Allergies = A sign of imbalance

Allergy symptoms are a sign that things are out of balance in the body. An allergy is basically an exaggerated reaction of your immune system. Your immune system begins to over-react to outside stimuli when it is overworked and under-rested. If the immune system is on constant alert combating food allergies, stress, toxins in the environment, and even prescription medications, it begins to lose its ability to distinguish between dangerous invaders and relatively harmless things, like pollen or dust.

When your immune system is weak, it sees seasonal allergens as foreign invaders and launches an inflammatory response, releasing chemicals like histamine to attack them.

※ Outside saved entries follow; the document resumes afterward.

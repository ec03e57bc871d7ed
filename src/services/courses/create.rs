use actix_web::{HttpRequest, HttpResponse, Result as ActixResult};
use tracing::{error, info};

use super::{COURSES_INDEX, CourseService, load_department_options};
use crate::models::{
    ApiResponse, ErrorCode, FieldError,
    courses::{requests::CourseForm, responses::CourseFormViewModel},
};
use crate::services::{SAVE_CHANGES_ERROR, redirect_to};
use crate::utils::validate::validate_course_form;

pub async fn create_course_form(
    service: &CourseService,
    request: &HttpRequest,
) -> ActixResult<HttpResponse> {
    let storage = service.get_storage(request);

    let departments = match load_department_options(&storage, None).await {
        Ok(options) => options,
        Err(response) => return Ok(response),
    };

    Ok(HttpResponse::Ok().json(ApiResponse::success(
        CourseFormViewModel {
            id: None,
            course: CourseForm::default(),
            departments,
            errors: Vec::new(),
        },
        "Create course form",
    )))
}

pub async fn create_course(
    service: &CourseService,
    request: &HttpRequest,
    form: CourseForm,
) -> ActixResult<HttpResponse> {
    let storage = service.get_storage(request);

    let (errors, code) = match validate_course_form(&form) {
        Ok(changes) => match storage.create_course(changes).await {
            Ok(course) => {
                info!("Course {} created successfully", course.id);
                return Ok(redirect_to(COURSES_INDEX));
            }
            Err(e) => {
                error!("Failed to create course: {}", e);
                (
                    vec![FieldError::model(SAVE_CHANGES_ERROR)],
                    ErrorCode::CourseSaveFailed,
                )
            }
        },
        Err(errors) => (errors, ErrorCode::ValidationFailed),
    };

    // 回显表单时保留已选院系
    let departments = match load_department_options(&storage, form.selected_department()).await {
        Ok(options) => options,
        Err(response) => return Ok(response),
    };

    Ok(HttpResponse::UnprocessableEntity().json(ApiResponse::error(
        code,
        CourseFormViewModel {
            id: None,
            course: form,
            departments,
            errors,
        },
        "Course was not created",
    )))
}
use actix_web::{HttpRequest, HttpResponse, Result as ActixResult};
use tracing::{error, info};

use super::CourseService;
use crate::models::{
    ApiResponse, ErrorCode, FieldError, courses::responses::CourseCreditsViewModel,
};
use crate::utils::validate::validate_multiplier;

pub async fn update_credits_form() -> ActixResult<HttpResponse> {
    Ok(HttpResponse::Ok().json(ApiResponse::success(
        CourseCreditsViewModel {
            rows_affected: None,
            errors: Vec::new(),
        },
        "Update course credits form",
    )))
}

/// 未提供系数时不做任何修改；系数不是正整数时拒绝
pub async fn update_credits(
    service: &CourseService,
    request: &HttpRequest,
    multiplier: Option<String>,
) -> ActixResult<HttpResponse> {
    let Some(raw) = multiplier else {
        return update_credits_form().await;
    };

    let multiplier = match validate_multiplier(&raw) {
        Ok(multiplier) => multiplier,
        Err(msg) => {
            return Ok(HttpResponse::UnprocessableEntity().json(ApiResponse::error(
                ErrorCode::CourseCreditsInvalid,
                CourseCreditsViewModel {
                    rows_affected: None,
                    errors: vec![FieldError::new("multiplier", msg)],
                },
                "Invalid credit multiplier",
            )));
        }
    };

    let storage = service.get_storage(request);

    match storage.multiply_course_credits(multiplier).await {
        Ok(rows_affected) => {
            info!(
                "Course credits multiplied by {}, {} rows affected",
                multiplier, rows_affected
            );
            Ok(HttpResponse::Ok().json(ApiResponse::success(
                CourseCreditsViewModel {
                    rows_affected: Some(rows_affected),
                    errors: Vec::new(),
                },
                "Course credits updated successfully",
            )))
        }
        Err(e) => {
            error!("Failed to multiply course credits by {}: {}", multiplier, e);
            Ok(
                HttpResponse::InternalServerError().json(ApiResponse::error_empty(
                    ErrorCode::CourseCreditsUpdateFailed,
                    format!("Failed to update course credits: {e}"),
                )),
            )
        }
    }
}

Histamines cause the sneezing, wheezing and coughing you associate with allergies; these are the mechanisms the body uses to expel the allergens. The amount of histamine your body releases depends on how compromised your immune system is. For instance, if your immune system is in good shape, your body may handle allergens without you even knowing it. If it’s not, your body may release a flood of histamine, increase the chance you’ll be downright miserable.